駅周辺は丘陵地帯を利用した地形になっている。路線バスやモノレールも充実。何気にサンリオピューロランドもある。
  • 唐木田多摩線の終着駅の割に駅前は地味だが、幹線道路に出ると大きなロードサイド店舗がいくつもある。

4.田園風景も見られる郊外エリアのおもな駅(厚木~小田原)

  • 本厚木駅前はちょっとした繁華街。新百合ヶ丘や海老名に比べると古い感じがするが、路線バス網は割と充実している。
  • 伊勢原郊外型の駅。上り方面の始発列車も少しある。大山へは伊勢原駅から路線バスを使うルートが主流。
  • 秦野再開発でスッキリした駅。駅周辺は古さと新しさが入り混じる。
  • 小田原新幹線と東海道線と箱根登山鉄道の存在感が大きい駅。駅前はにぎやかな一角もあるが、その一角はそんなに大きくない。
小田急線の特急ロマンスカーは箱根登山鉄道の箱根湯本まで直通しているよ。

5.江ノ島線エリアのおもな駅

  • 中央林間田園都市線の終着駅でもある割に意外と駅前は地味。その分、住宅地としては適している。
  • 大和駅前はちょっとした商店街。相鉄線も停まる割に駅前はちょっと地味。新百合ヶ丘や海老名に比べると古い感じがする。
中央林間と大和は小田急線の急行停車駅で他の私鉄も停まる割に路線バスが少なめ。
  • 湘南台新興感のある駅で市営地下鉄と相鉄線の終着駅でもある。学生が多い。駅前は繁華街というほどではないが、一通りの施設は揃っている。
  • 藤沢駅前は江ノ島線の中ではもっとも大きな繁華街。東海道線と江ノ電の存在感も大きい。
  • 片瀬江ノ島潮風のにおいが漂う駅。駅周辺は南国ムードと観光ムードが強く、とくに夏はにぎやか。観光色が強い駅だけあって土休日の方が運行ダイヤは充実している。

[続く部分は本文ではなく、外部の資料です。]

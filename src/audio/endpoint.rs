//! Speech endpoint detection.
//!
//! A small state machine over per-chunk features decides when the player
//! started speaking and when they stopped. Thresholds come in one config
//! struct so calibration and CLI overrides feed a single place.

use crate::audio::features::analyze;
use crate::audio::source::ChunkSource;
use crate::log_debug;

/// All knobs for one capture attempt.
///
/// Durations are in seconds; the chunk-count limits are derived from the
/// sample rate the stream actually opened with.
#[derive(Debug, Clone, PartialEq)]
pub struct EndpointConfig {
    pub sample_rate: u32,
    pub chunk_size: usize,
    /// RMS floor below which a chunk counts as silence.
    pub silence_threshold: f64,
    /// Trailing low-energy audio required to end a speech segment.
    pub silence_duration: f64,
    /// How long to wait for speech to start before giving up.
    pub timeout_duration: f64,
    /// Hard cap on total recording time.
    pub max_duration: f64,
    /// Leading chunks retained but never classified, so device settling
    /// noise can't fake a speech start.
    pub skip_chunks: usize,
    /// Qualifying chunks needed to confirm the player started speaking.
    pub speech_start_required: usize,
    /// Consecutive voiced chunks needed to cancel an in-progress pause.
    pub pause_reset_run: usize,
    /// ZCR above this marks a chunk as broadband noise, not speech.
    pub zcr_noise_threshold: f64,
    /// ZCR must stay below this for a chunk to qualify as speech.
    pub zcr_speech_threshold: f64,
}

impl EndpointConfig {
    fn chunks_for(&self, seconds: f64) -> usize {
        let per_chunk = self.chunk_size.max(1) as f64 / f64::from(self.sample_rate.max(1));
        ((seconds / per_chunk).round() as usize).max(1)
    }

    /// Trailing-silence chunks required to end a speech segment.
    pub fn silence_chunks(&self) -> usize {
        self.chunks_for(self.silence_duration)
    }

    /// Chunk count at which an attempt with no confirmed speech gives up.
    pub fn timeout_chunks(&self) -> usize {
        self.chunks_for(self.timeout_duration)
    }

    /// Absolute chunk cap for one attempt.
    pub fn max_chunks(&self) -> usize {
        self.chunks_for(self.max_duration)
    }

    /// Shortest buffer that can plausibly contain confirmed speech.
    pub fn min_speech_chunks(&self) -> usize {
        self.skip_chunks + self.speech_start_required
    }

    /// Rebuild the derived limits against the rate the device negotiated.
    pub fn with_sample_rate(mut self, sample_rate: u32) -> Self {
        self.sample_rate = sample_rate;
        self
    }
}

/// Why a capture attempt ended.
#[derive(Debug, Clone, Copy, PartialEq, Eq)]
pub enum StopReason {
    /// Speech was confirmed and followed by enough trailing silence.
    SilenceAfterSpeech { pause_chunks: usize },
    /// No speech start within the timeout window.
    NoSpeechTimeout,
    /// The hard duration cap cut the recording off.
    MaxDuration,
}

/// Counters for session diagnostics.
#[derive(Debug, Clone, Copy, Default, PartialEq, Eq)]
pub struct EndpointMetrics {
    pub chunks_retained: usize,
    pub overflow_chunks: usize,
    pub read_errors: usize,
    /// Chunk index (1-based, counting retained chunks) at which speech was
    /// confirmed, if it ever was.
    pub speech_confirmed_at: Option<usize>,
}

/// Everything one capture attempt produced.
#[derive(Debug, Clone, PartialEq)]
pub struct EndpointResult {
    pub audio: Vec<i16>,
    pub reason: StopReason,
    pub metrics: EndpointMetrics,
}

impl EndpointResult {
    /// The captured speech, or `None` when the attempt timed out or nothing
    /// was ever buffered.
    pub fn speech(&self) -> Option<&[i16]> {
        match self.reason {
            StopReason::NoSpeechTimeout => None,
            _ if self.audio.is_empty() => None,
            _ => Some(&self.audio),
        }
    }
}

#[derive(Debug, Clone, Copy)]
enum Phase {
    AwaitingStart { qualifying: usize },
    InSpeech { pause: usize, recovery: usize },
}

/// Pull chunks from `source` until an endpoint decision is reached.
///
/// Every retained chunk lands in the output buffer, pre-roll included, so
/// the recognizer hears the very beginning of a fast speaker. Overflowed,
/// empty, and failed reads are dropped without touching any counter, but
/// every read counts against the `max_chunks` read limit so a wedged stream
/// still terminates.
pub fn capture(cfg: &EndpointConfig, source: &mut dyn ChunkSource) -> EndpointResult {
    let silence_chunks = cfg.silence_chunks();
    let timeout_chunks = cfg.timeout_chunks();
    let max_chunks = cfg.max_chunks();
    let min_speech_chunks = cfg.min_speech_chunks();

    let mut audio: Vec<i16> = Vec::with_capacity(max_chunks.saturating_mul(cfg.chunk_size));
    let mut metrics = EndpointMetrics::default();
    let mut phase = Phase::AwaitingStart { qualifying: 0 };
    let mut chunks_retained = 0usize;
    let mut reads = 0usize;

    let reason = loop {
        if chunks_retained >= max_chunks || reads >= max_chunks {
            break StopReason::MaxDuration;
        }
        reads += 1;

        let chunk = match source.read_chunk() {
            Ok(chunk) => chunk,
            Err(err) => {
                metrics.read_errors += 1;
                log_debug(&format!("endpoint_read_error: {err}"));
                continue;
            }
        };
        if chunk.overflow {
            metrics.overflow_chunks += 1;
            continue;
        }
        if chunk.samples.is_empty() {
            continue;
        }

        audio.extend_from_slice(&chunk.samples);
        chunks_retained += 1;
        metrics.chunks_retained = chunks_retained;

        // Pre-roll: buffered but never classified.
        if chunks_retained < cfg.skip_chunks {
            continue;
        }

        let features = analyze(&chunk.samples);
        phase = match phase {
            Phase::AwaitingStart { mut qualifying } => {
                if features.rms >= cfg.silence_threshold
                    && features.zcr < cfg.zcr_speech_threshold
                {
                    qualifying += 1;
                }
                if qualifying >= cfg.speech_start_required {
                    metrics.speech_confirmed_at = Some(chunks_retained);
                    Phase::InSpeech {
                        pause: 0,
                        recovery: 0,
                    }
                } else if chunks_retained >= timeout_chunks {
                    break StopReason::NoSpeechTimeout;
                } else {
                    Phase::AwaitingStart { qualifying }
                }
            }
            Phase::InSpeech {
                mut pause,
                mut recovery,
            } => {
                let trailing_silence = features.rms < cfg.silence_threshold
                    || features.zcr > cfg.zcr_noise_threshold;
                if trailing_silence {
                    pause += 1;
                    recovery = 0;
                } else if pause > 0 {
                    recovery += 1;
                    if recovery >= cfg.pause_reset_run {
                        pause = 0;
                        recovery = 0;
                    }
                }
                if pause >= silence_chunks && chunks_retained >= pause + min_speech_chunks {
                    break StopReason::SilenceAfterSpeech {
                        pause_chunks: pause,
                    };
                }
                Phase::InSpeech { pause, recovery }
            }
        };
    };

    log_debug(&format!(
        "endpoint_stop: reason={reason:?} retained={} overflow={} errors={}",
        metrics.chunks_retained, metrics.overflow_chunks, metrics.read_errors
    ));

    EndpointResult {
        audio,
        reason,
        metrics,
    }
}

治安を心配する方は、夜の繁華街をなるべく避けるべきです。これは小田急線に限らず、どの路線にも共通していること。

小田急線沿線の治安は普通レベルです。

マスコミが騒ぐような事件が起きるときもありますが、ある程度人口が多いところでたまに事件が起きるのはどうしようもありません。

次に都心へのアクセスについて、以上の急行停車駅の特徴をもとにしながら見ていきましょう。

都心へのアクセス重視の方へ

結論から言うと、ファミリーにしても単身者にしても都心へのアクセスを重視する方は1の新宿~向ヶ丘遊園をオススメします。

とくに向ヶ丘遊園や成城学園前を始発としている各停なら混雑率も低めですから、通勤の負担も軽いです。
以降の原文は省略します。